Please take the records that follow and repeat exactly the lines starting with the line with "Err(e) if e.kind()" and going on through the line with "validate(&file_config)?;".
##### EXERCISE INPUTS #####
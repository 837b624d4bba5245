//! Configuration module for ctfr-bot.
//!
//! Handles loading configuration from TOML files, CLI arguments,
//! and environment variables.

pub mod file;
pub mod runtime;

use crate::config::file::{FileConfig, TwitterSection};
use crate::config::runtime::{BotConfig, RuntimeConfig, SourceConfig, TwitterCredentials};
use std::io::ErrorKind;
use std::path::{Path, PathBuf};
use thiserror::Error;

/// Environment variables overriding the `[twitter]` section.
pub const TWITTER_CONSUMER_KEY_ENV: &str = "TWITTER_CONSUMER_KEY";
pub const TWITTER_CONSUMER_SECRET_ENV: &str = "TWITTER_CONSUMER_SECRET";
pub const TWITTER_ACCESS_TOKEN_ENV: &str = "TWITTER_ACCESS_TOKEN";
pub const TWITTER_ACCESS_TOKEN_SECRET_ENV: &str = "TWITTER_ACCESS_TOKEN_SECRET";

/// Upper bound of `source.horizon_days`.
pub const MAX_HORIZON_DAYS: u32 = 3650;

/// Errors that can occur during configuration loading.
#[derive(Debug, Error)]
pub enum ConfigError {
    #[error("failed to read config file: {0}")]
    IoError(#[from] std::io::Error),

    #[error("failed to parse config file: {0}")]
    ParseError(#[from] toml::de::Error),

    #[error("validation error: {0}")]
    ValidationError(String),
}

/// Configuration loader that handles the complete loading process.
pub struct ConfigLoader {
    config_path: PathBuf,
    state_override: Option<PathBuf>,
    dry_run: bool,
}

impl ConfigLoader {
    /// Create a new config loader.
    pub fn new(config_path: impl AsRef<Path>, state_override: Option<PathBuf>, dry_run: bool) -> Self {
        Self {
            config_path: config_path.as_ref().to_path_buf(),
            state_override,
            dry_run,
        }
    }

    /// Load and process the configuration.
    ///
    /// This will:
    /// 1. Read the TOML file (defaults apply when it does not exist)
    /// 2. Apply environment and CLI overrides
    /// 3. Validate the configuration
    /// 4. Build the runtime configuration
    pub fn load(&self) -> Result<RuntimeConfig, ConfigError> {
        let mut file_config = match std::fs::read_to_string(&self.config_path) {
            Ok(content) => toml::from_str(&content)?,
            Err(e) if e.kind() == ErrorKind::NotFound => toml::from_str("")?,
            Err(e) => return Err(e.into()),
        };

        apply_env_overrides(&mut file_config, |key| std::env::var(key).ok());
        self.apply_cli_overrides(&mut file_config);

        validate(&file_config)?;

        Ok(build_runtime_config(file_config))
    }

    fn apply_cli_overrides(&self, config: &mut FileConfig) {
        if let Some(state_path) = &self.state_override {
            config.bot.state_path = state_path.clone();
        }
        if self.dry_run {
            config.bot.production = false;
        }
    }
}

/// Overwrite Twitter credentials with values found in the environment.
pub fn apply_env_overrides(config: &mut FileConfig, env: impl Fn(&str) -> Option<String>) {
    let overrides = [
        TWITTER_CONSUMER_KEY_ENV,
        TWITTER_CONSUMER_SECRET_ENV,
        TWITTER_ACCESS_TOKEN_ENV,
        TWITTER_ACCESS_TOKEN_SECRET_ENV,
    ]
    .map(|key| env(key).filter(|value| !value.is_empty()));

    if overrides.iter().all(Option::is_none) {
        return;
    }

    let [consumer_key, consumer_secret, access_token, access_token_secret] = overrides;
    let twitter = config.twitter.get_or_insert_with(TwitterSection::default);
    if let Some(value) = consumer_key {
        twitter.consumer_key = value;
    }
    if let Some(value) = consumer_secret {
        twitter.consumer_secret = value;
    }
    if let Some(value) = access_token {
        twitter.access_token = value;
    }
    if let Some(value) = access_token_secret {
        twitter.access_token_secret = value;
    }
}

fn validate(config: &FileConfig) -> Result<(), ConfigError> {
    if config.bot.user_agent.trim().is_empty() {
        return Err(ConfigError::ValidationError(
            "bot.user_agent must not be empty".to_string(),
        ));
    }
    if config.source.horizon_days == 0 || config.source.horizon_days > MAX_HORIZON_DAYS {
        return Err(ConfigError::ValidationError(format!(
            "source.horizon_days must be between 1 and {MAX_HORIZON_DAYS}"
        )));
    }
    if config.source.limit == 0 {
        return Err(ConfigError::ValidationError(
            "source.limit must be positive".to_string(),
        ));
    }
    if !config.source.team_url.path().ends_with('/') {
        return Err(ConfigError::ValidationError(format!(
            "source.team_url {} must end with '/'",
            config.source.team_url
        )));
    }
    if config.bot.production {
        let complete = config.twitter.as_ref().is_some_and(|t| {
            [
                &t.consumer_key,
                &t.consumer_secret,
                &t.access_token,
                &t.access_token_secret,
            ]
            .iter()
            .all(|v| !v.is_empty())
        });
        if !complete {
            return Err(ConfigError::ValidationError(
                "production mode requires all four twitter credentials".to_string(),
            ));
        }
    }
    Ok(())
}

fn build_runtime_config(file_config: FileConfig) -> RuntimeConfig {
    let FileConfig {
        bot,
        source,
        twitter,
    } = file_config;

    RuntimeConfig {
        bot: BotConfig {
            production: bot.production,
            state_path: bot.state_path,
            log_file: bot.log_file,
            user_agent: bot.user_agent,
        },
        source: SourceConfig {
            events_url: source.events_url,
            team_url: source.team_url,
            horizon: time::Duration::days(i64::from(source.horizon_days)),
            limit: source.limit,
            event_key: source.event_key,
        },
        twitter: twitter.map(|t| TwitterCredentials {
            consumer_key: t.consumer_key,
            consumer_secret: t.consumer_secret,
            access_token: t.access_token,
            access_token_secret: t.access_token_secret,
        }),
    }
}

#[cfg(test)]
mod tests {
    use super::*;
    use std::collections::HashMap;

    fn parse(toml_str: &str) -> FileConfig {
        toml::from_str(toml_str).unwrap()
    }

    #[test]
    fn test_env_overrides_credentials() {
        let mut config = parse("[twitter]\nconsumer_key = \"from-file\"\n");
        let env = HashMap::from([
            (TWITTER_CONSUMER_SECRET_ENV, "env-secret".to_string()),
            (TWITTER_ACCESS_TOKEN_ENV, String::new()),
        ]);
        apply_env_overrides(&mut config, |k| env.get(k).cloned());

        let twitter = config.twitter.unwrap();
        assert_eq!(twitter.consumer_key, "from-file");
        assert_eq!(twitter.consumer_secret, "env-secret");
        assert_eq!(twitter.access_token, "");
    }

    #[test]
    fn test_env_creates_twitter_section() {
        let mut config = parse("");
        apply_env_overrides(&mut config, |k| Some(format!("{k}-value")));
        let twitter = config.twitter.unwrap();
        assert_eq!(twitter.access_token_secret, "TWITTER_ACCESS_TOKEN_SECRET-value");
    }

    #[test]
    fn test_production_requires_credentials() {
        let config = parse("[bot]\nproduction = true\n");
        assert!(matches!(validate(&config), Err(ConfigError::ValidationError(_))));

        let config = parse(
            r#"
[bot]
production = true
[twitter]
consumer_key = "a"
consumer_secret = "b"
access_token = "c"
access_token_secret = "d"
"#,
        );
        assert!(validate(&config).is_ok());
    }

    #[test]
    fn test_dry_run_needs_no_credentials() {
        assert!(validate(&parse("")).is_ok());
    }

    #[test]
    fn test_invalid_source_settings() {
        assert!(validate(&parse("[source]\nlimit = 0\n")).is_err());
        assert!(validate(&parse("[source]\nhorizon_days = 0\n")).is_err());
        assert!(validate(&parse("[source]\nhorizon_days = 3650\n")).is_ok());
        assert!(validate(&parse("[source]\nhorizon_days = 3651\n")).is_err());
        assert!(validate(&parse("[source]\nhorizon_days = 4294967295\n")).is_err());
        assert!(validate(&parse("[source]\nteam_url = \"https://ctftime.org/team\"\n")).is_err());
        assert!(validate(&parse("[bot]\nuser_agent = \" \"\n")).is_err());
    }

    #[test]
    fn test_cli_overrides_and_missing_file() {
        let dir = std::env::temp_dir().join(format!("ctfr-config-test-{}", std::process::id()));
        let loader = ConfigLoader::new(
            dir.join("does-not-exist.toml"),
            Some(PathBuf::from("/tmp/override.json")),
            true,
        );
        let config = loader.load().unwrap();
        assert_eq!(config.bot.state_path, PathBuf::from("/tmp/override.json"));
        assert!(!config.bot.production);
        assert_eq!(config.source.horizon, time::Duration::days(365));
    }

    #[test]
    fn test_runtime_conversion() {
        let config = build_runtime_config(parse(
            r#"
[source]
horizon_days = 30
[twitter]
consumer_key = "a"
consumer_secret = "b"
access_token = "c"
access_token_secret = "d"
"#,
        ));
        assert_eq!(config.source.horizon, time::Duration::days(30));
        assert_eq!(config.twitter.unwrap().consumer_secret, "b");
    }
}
#####
##### EXERCISE INPUTS #####
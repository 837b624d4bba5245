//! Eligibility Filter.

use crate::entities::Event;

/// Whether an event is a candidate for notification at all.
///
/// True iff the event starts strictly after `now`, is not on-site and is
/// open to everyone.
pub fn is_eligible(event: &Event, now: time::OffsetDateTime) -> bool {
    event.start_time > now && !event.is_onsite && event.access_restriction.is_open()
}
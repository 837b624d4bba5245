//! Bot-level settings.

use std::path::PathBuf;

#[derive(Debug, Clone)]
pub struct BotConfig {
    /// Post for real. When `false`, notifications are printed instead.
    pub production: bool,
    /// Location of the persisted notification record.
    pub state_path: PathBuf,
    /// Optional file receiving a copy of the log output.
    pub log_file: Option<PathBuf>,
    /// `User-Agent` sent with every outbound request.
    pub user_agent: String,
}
#####
— WRITTEN RESPONSE —
            Err(e) if e.kind() == ErrorKind::NotFound => toml::from_str("")?,
            Err(e) => return Err(e.into()),
        };

        apply_env_overrides(&mut file_config, |key| std::env::var(key).ok());
        self.apply_cli_overrides(&mut file_config);

        validate(&file_config)?;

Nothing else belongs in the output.